Medikal turizm, sağlık personeli ve yardımcı personelin yanı sıra medikal turistleri uygun şartlarda taşıyacak medikal turizm seyahat acentelerine talebi artıracaktır. Bunun yanı sıra diğer turistlere göre 10 kat daha fazla harcama yapan medikal turistler önemli döviz geliri sağlayacak, medikal turizmin gelişmesi ile doktorlarımızın yurtdışına gitmesi de önlenmiş olacaktır.

 

Tatil amaçlı turizm: Trabzon, doğal çevre dokusu, temiz havası ve özellikle yaz aylarında kendi ülkelerine göre serin bir iklime sahip olması  nedeniyle yerli turistlerin yanı sıra 2013 yılından itibaren yoğun bir şekilde Arap turistlerce tercih edilmektedir. Bu yıl pandeminin etkisinin büyük ölçüde kalkması ve Arap ülkeleri ile olan ilişkilerdeki yumuşama nedeniyle ilimize gelecek Arap turist sayısında büyük bir artış beklentisi bulunmaktadır. Bu beklenti doğrultusunda turizm sektörü gerekli tedbirleri almakla birlikte daha önceki yıllarda görülen ve çözülmesi gereken bir takım sorunlar bulunmaktadır. Trabzon’da turizm alanında acil ve ileriye dönük olarak nelerin yapılması gerektiğini birkaç başlık altında toplayabiliriz.

 

1-Alt ve üst yapı: Başarılı turizm temel bir altyapı oluşturmaya dayanır. Bu nedenle Uzungöl, Sümela Manastırı ve diğer turizm alanlarında ulaşım altyapısı gözden geçirilmeli ve ulaşım alternatifleri artırılmalıdır. Bu kapsamda gelir düzeyi yüksek Arap turistlere yönelik Uzungöl’e helikopterle yolcu taşıma imkanları değerlendirilmelidir. İl içinde ve turizm alanlarında ulaşım, trafik ve otopark sorunları çözülmelidir.
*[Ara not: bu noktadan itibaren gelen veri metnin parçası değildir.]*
//! Lint diagnostic messages.
//!
//! This module provides the [`LintDiagnostic`] type for representing
//! problems found in a catalog, located by the lines of the offending entry
//! (or of a single bundle element).

use std::cmp::Ordering;
use std::fmt;

use super::rule::RuleId;
use crate::catalog::LineSpan;

/// A diagnostic message produced by a lint rule.
///
/// Diagnostics sort by span start, then span end, then message text. The
/// rule ID only breaks ties between otherwise identical diagnostics.
#[derive(Debug, Clone, PartialEq, Eq)]
pub struct LintDiagnostic {
    /// The rule that produced this diagnostic.
    pub rule_id: RuleId,
    /// Lines the diagnostic refers to.
    pub span: LineSpan,
    /// Human-readable message.
    pub message: String,
}

impl LintDiagnostic {
    /// Create a new diagnostic.
    pub fn new(rule_id: RuleId, span: LineSpan, message: impl Into<String>) -> Self {
        Self {
            rule_id,
            span,
            message: message.into(),
        }
    }
}

impl Ord for LintDiagnostic {
    fn cmp(&self, other: &Self) -> Ordering {
        self.span
            .cmp(&other.span)
            .then_with(|| self.message.cmp(&other.message))
            .then_with(|| self.rule_id.cmp(&other.rule_id))
    }
}

impl PartialOrd for LintDiagnostic {
    fn partial_cmp(&self, other: &Self) -> Option<Ordering> {
        Some(self.cmp(other))
    }
}

/// Renders as `Line N: message` or `Lines N-M: message`.
impl fmt::Display for LintDiagnostic {
    fn fmt(&self, f: &mut fmt::Formatter<'_>) -> fmt::Result {
        write!(f, "{}: {}", self.span, self.message)
    }
}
Turizm ürünümüz olan ve turistlerin tercih nedeni olan çevre titizlikle  korunmalı ve yapılan her türü işlemin çevreye uyumlu veya çevre dostu olması sağlanmalıdır. Bu kapsamda Uzungöl ve diğer turistik destinasyonlarda çevre düzenlemesine ve temizliğe daha fazla özen gösterilmeli, bu bölgelerde kalabalık ailelerin yürüyüş, spor ve gezi gibi faaliyetlerini gerçekleştirebilecekleri alanlar oluşturulmalıdır.  Son yıllarda ilimizde konaklama imkanları artırılmış olmakla birlikte bu konaklama alanlarında kadınların gelenek ve göreneklerinden kopmaksızın gezi, spor, yüzme, eğlence gibi aktivitelerden daha rahat yararlanabilmeleri için otellerde, turistik tesis ve alanlarda  gerekli düzenlemeler yapılmalı, alışveriş merkezlerinin ve turistlere hizmet veren diğer tesislerin kapanış saatlerini Arapların yoğun olduğu yaz dönemleri için yeniden düzenlenmeli ve ihtiyaca göre uzatılmalıdır.

 

2-Yerel turizm politikası: Trabzon’da turizmin gelişmesi için merkezi yönetimin belirleyeceği politikalardan ziyade yerelin eyleme geçmesi ve yerel bir turizm politikası oluşturması gerekir.  Bu anlamda belediyenin önemli görev ve sorumlulukları bulunmaktadır. Çünkü, belediye, hem karar almada hem de uygulamada yerel paydaşlar arasında en etkili oyuncudur. Bu nedenle belediyeler, turizmin önemini anlayıp özgün projeler hazırlayıp uygulamalıdır.  Belediyeler, geleneksel görevlerinin yanı sıra turizm bölgeleri ve turizm koridorları oluşturmak için ortak bakış açısı geliştirme, ilçe belediyeleri ile  koordineli hareket etme ve dayanışma halinde olmayı gerektiren  turizmle ilgili bir bakış açısına sahip olması gerekir. Belediyenin özel sektör, sivil toplum kuruluşları, yerel halk ve yerel kamu kesimi ile birlikte yalnızca bir aktör değil aynı zamanda bir yönetmen konumunda olması gerekir. Belediye başta olmak üzere bütün il yöneticileri turizmi öncelik haline getirmeli, turizmle ilgili altyapı sorunlarını hızla çözmeli ve toplumun turizmin faydaları konusundaki farkındalığının arttırılarak turizme uygun davranış kalıplarının geliştirilmesi gerekir.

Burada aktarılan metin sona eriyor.